Whether or not Katherine Harris did warn potential contributors away from Joe Scarborough, the allegation gave Scarborough's cronies another opportunity to dismiss the reasonable suspicions as nonsense, and the media another opportunity to neglect their duty to investigate the mystery.
The AP fundraising story reported how much money the Democratic and Republican Congressional committees raised -- but it did not say how much money the DNC and RNC raised. It only said how much money each had in the bank, and then portrayed the RNC's greater amount as "besting" the DNC.
All along, the official storyline has been that Howard Dean is a big fat failure as a fundraiser -- even though he's raised more money than the DNC has previously raised in comparable election cycles. I suspect this is why the AP story used a different standard to compare the RNC and DNC than to compare the Congressional committees, so they don't have to abandon that storyline and actually admit that Gov. Dean is succeeding in his job as head of the DNC.
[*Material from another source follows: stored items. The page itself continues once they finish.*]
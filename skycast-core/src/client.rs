use reqwest::Client;
use serde::Deserialize;
use serde::de::DeserializeOwned;
use std::time::Duration;

use crate::error::{Error, Result, truncate_body};
use crate::model::{ForecastSample, WeatherRecord};

const DEFAULT_BASE_URL: &str = "https://api.openweathermap.org/data/2.5";
const REQUEST_TIMEOUT_SECS: u64 = 10;

/// OpenWeather wind speeds arrive in m/s when `units=metric`; the domain
/// model (and everything rendered) uses km/h.
const MPS_TO_KMH: f64 = 3.6;

/// Thin client for the three OpenWeather endpoints the app consumes.
/// No retries and no backoff; a failed request is reported and that is it.
#[derive(Debug, Clone)]
pub struct WeatherClient {
    http: Client,
    api_key: String,
    base_url: String,
}

impl WeatherClient {
    pub fn new(api_key: String) -> Result<Self> {
        Self::with_base_url(api_key, DEFAULT_BASE_URL)
    }

    /// Same client against a different base URL. Exists for tests that point
    /// at a local mock server.
    pub fn with_base_url(api_key: String, base_url: impl Into<String>) -> Result<Self> {
        let http = Client::builder()
            .timeout(Duration::from_secs(REQUEST_TIMEOUT_SECS))
            .build()
            .map_err(|e| Error::Config(format!("Failed to build HTTP client: {e}")))?;

        Ok(Self { http, api_key, base_url: base_url.into() })
    }

    /// `GET /weather?q={city}` — current conditions by city name.
    pub async fn current_by_city(&self, city: &str) -> Result<WeatherRecord> {
        let url = format!("{}/weather", self.base_url);
        let payload: OwCurrent =
            self.get_json(&url, &[("q", city.to_string())]).await?;
        normalize_current(payload, &url)
    }

    /// `GET /weather?lat={lat}&lon={lon}` — current conditions by coordinates.
    pub async fn current_by_coords(&self, lat: f64, lon: f64) -> Result<WeatherRecord> {
        let url = format!("{}/weather", self.base_url);
        let payload: OwCurrent = self
            .get_json(&url, &[("lat", lat.to_string()), ("lon", lon.to_string())])
            .await?;
        normalize_current(payload, &url)
    }

    /// `GET /forecast?q={city}` — 5-day forecast in 3-hour slots, provider order.
    pub async fn forecast_by_city(&self, city: &str) -> Result<Vec<ForecastSample>> {
        let url = format!("{}/forecast", self.base_url);
        let payload: OwForecast =
            self.get_json(&url, &[("q", city.to_string())]).await?;

        payload
            .list
            .into_iter()
            .map(|entry| normalize_sample(entry, &url))
            .collect()
    }

    async fn get_json<T: DeserializeOwned>(
        &self,
        url: &str,
        params: &[(&str, String)],
    ) -> Result<T> {
        let mut query: Vec<(&str, &str)> =
            params.iter().map(|(k, v)| (*k, v.as_str())).collect();
        query.push(("appid", self.api_key.as_str()));
        query.push(("units", "metric"));

        let res = self
            .http
            .get(url)
            .query(&query)
            .send()
            .await
            .map_err(|source| Error::Transport { url: url.to_string(), source })?;

        let status = res.status();
        let body = res
            .text()
            .await
            .map_err(|source| Error::Transport { url: url.to_string(), source })?;

        if !status.is_success() {
            return Err(Error::Status {
                url: url.to_string(),
                status,
                body: truncate_body(&body),
            });
        }

        serde_json::from_str(&body)
            .map_err(|e| Error::Parse { url: url.to_string(), message: e.to_string() })
    }
}

#[derive(Debug, Deserialize)]
struct OwMain {
    temp: f64,
    humidity: u8,
}

#[derive(Debug, Deserialize)]
struct OwWeather {
    icon: String,
    description: String,
}

#[derive(Debug, Deserialize)]
struct OwWind {
    speed: f64,
}

#[derive(Debug, Deserialize)]
struct OwCurrent {
    name: String,
    main: OwMain,
    weather: Vec<OwWeather>,
    wind: OwWind,
}

#[derive(Debug, Deserialize)]
struct OwForecastEntry {
    dt_txt: String,
    main: OwMain,
    weather: Vec<OwWeather>,
    wind: OwWind,
}

#[derive(Debug, Deserialize)]
struct OwForecast {
    list: Vec<OwForecastEntry>,
}

fn normalize_current(payload: OwCurrent, url: &str) -> Result<WeatherRecord> {
    let condition = payload.weather.into_iter().next().ok_or_else(|| Error::Parse {
        url: url.to_string(),
        message: "empty `weather` array".to_string(),
    })?;

    Ok(WeatherRecord {
        location: payload.name,
        temperature_c: payload.main.temp,
        humidity_pct: payload.main.humidity,
        wind_speed_kmh: payload.wind.speed * MPS_TO_KMH,
        icon: condition.icon,
        description: condition.description,
    })
}

fn normalize_sample(entry: OwForecastEntry, url: &str) -> Result<ForecastSample> {
    let condition = entry.weather.into_iter().next().ok_or_else(|| Error::Parse {
        url: url.to_string(),
        message: format!("empty `weather` array in forecast entry {}", entry.dt_txt),
    })?;

    Ok(ForecastSample {
        dt_txt: entry.dt_txt,
        temperature_c: entry.main.temp,
        humidity_pct: entry.main.humidity,
        wind_speed_kmh: entry.wind.speed * MPS_TO_KMH,
        icon: condition.icon,
        description: condition.description,
    })
}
I'm a Michigan voter, and have been an elections worker. My city has been using optical scanners for voting, and in my experience as a voter and worker they served us well: easy to use, low failure rate, accurate operation. So I naively believed that [Republican] Secretary of State Terri Lynn Land's order that all counties will use optical scanners wouldn't affect us. Silly me. The order was actually that all counties will buy new optical scanners even if they already had them and have had no problems with them. The brand-new machines are, to say the least, not an improvement over the machines that had served us well for at least the last 12 years. I haven't witness any jams, but I've experienced that feeding the ballot into the new machine is more difficult than with the old machines.
A 15% failure rate for anything is simply unacceptable. For voting machines, it's criminal.
Call me cynical, but I'd like to know exactly what dealings Ms. Land has had with the voting-machine manufacturer.
One of my favorite memories of Ann Richards is her appearance on Politically Incorrect about 6 or 7 years ago. One of the other guests was one of the interchangeable rightwing blondes, who was going on about what a crime it is that the government wastes money keeping women on welfare because they're too lazy to go out and get a job. Ann's reply nailed the rightwing hypocrisy to the wall: "They blame the low income women for ruining the country because they are staying home with their children and not going out to work. They blame the middle income women for ruining the country because they go out to work and do not stay home to take care of their children."